Therefore, the present meta-analysis aimed to explore the association between baseline CRP levels and survival outcomes of patients with cancer who were treated with ICIs to provide a basis for improved evaluation of the prognosis.
Materials and methods
Literature search
Electronic databases, including PubMed, EMbase, Cochrane Library, Web of Science, Chinese National Knowledge Infrastructure, WanFang, Chinese Literature Biomedical Database and Weipu Database (28) were searched to identify cohort studies on the relationship between baseline CRP levels and ICI survival outcomes from inception to November 2020. The key words used for the literature search were: ‘C-reactive protein’, ‘C reactive protein’, ‘CRP’, ‘neoplasms’, ‘tumors’, ‘cancers’, ‘carcinoma’, ‘immunotherapy’, ‘immune checkpoint inhibitor’, ‘PD-1 inhibitor’, ‘PD-L1 inhibitor’, ‘CTLA-4 inhibitor’, ‘nivolumab’, ‘pembrolizumab’, ‘atezolizumab’, ‘durvalumab’ and ‘ipilimumab’. In addition, the references of relevant articles were reviewed to identify potentially eligible studies.
Eligibility criteria
The inclusion criteria were as follows: i) Eligible patients were pathologically diagnosed with solid tumor and treated with ICIs alone or ICIs combined with systemic chemotherapy; ii) reported baseline CRP levels before treatment; iii) provided hazard ratios (HRs) and 95% CIs for baseline CRP levels and OS or PFS analysis or the data necessary to calculate them. When duplicated data were reported in different studies, only the most recent or highest quality were included.
The exclusion criteria were as follows: i) Reviews, comment letters, meeting abstracts or case reports; ii) in vivo or in vitro studies; iii) studies published in a language other than Chinese or English; iv) immunotherapy regimens other than ICIs; v) full text was not available or did not provide all necessary data mentioned in the inclusion criteria above; vi) provided post-treatment CRP levels or dynamic changes in CRP levels only.
Data extraction
A total of two authors independently reviewed and extracted data from the included studies.

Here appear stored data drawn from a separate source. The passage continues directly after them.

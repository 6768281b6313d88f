use crate::discovery::ConnectionCache;
use crate::model::{MenuItemId, UserId};
use crate::rpc::{CatalogClient, UserDirectoryClient};
use crate::validation::{CatalogValidation, PricedItem, UserValidation, ValidationError};
use async_trait::async_trait;
use std::sync::Arc;
use tracing::{debug, instrument};

/// Checks users against the user directory.
pub struct RemoteUserValidator {
    cache: Arc<ConnectionCache>,
    service: String,
}

impl RemoteUserValidator {
    pub fn new(cache: Arc<ConnectionCache>, service: impl Into<String>) -> Self {
        Self {
            cache,
            service: service.into(),
        }
    }
}

#[async_trait]
impl UserValidation for RemoteUserValidator {
    #[instrument(skip(self), fields(service = %self.service))]
    async fn validate_user(&self, user_id: UserId) -> Result<(), ValidationError> {
        let channel = self
            .cache
            .resolve(&self.service)
            .await
            .map_err(|e| ValidationError::Unavailable(e.to_string()))?;

        let user = UserDirectoryClient::new(channel)
            .get_user(user_id)
            .await
            .map_err(|status| ValidationError::UserNotFound(status.to_string()))?;
        debug!(name = %user.name, "User exists");
        Ok(())
    }
}

/// Checks and prices menu items against the catalog.
pub struct RemoteCatalogValidator {
    cache: Arc<ConnectionCache>,
    service: String,
}

impl RemoteCatalogValidator {
    pub fn new(cache: Arc<ConnectionCache>, service: impl Into<String>) -> Self {
        Self {
            cache,
            service: service.into(),
        }
    }
}

#[async_trait]
impl CatalogValidation for RemoteCatalogValidator {
    #[instrument(skip(self), fields(service = %self.service))]
    async fn validate_and_price(
        &self,
        item_id: MenuItemId,
    ) -> Result<PricedItem, ValidationError> {
        let channel = self
            .cache
            .resolve(&self.service)
            .await
            .map_err(|e| ValidationError::Unavailable(e.to_string()))?;

        let item = CatalogClient::new(channel)
            .get_menu_item(item_id)
            .await
            .map_err(|status| ValidationError::ItemNotFound {
                id: item_id,
                detail: status.to_string(),
            })?;
        debug!(name = %item.name, price = item.price, "Item priced");
        Ok(PricedItem {
            name: item.name,
            price: item.price,
        })
    }
}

Any discrepancy was resolved through discussion with a third author. The data extracted from the eligible studies included the following items: i) Name of the first author(s) and year of publication; ii) patient median age and sex ratio; iii) sample size and types of cancer and ICI drug; iv) CRP cut-off values; v) HR and 95% CI associated with OS and PFS. The HRs from multivariate Cox analysis were top-priority for use when reported.
Quality assessment
The quality assessment of studies was conducted by two independent researchers according to the Newcastle-Ottawa Scale (NOS) (29), which assesses the quality based on three aspects: i) Selection of study subjects; ii) comparability between groups; and iii) measurement of outcomes. The maximum score was 9 points and studies scoring ≥6 points were regarded as high-quality studies.
Statistical analysis
Meta-analysis was conducted using STATA software (version 14.0; StataCorp,). The HR and corresponding 95% CI were used to evaluate the association between CRP and ICI survival outcomes in patients with cancer. Q test was performed to assess heterogeneity of included studies and the I2 statistic was calculated to evaluate the total observed variability due to study heterogeneity. I2>50% and/or P<0.1 was considered to indicate statistically significant heterogeneity (30). Subgroup analysis was performed to identify the source of heterogeneity. A random-effects model was chosen for the meta-analysis if there was significant heterogeneity between studies; otherwise, a fixed-effects model was selected (31). Sensitivity analysis was performed by excluding each study individually to assess the stability of the results (32). Publication bias was assessed using Egger's and Begg's tests, and P<0.05 was considered to indicate a significant publication bias (33,34). When significant publication bias was found, Duval and Tweedie's trim and fill method was used to calculate the effect of potential data censoring or publication bias on the outcomes of the meta-analysis (35).
Results
Characteristics of the included studies
A total of 2,205 relevant studies were identified through a systematic literature search. Firstly, 390 duplicate publications were excluded, while 1,766 were excluded after screening the titles and abstracts, including reviews, meeting abstracts, laboratory studies and other articles irrelevant to the present meta-analysis. Among them, 739 articles did not report survival risks, 954 articles did not involve patients using ICI and 73 articles were case reports that did not have sufficient data.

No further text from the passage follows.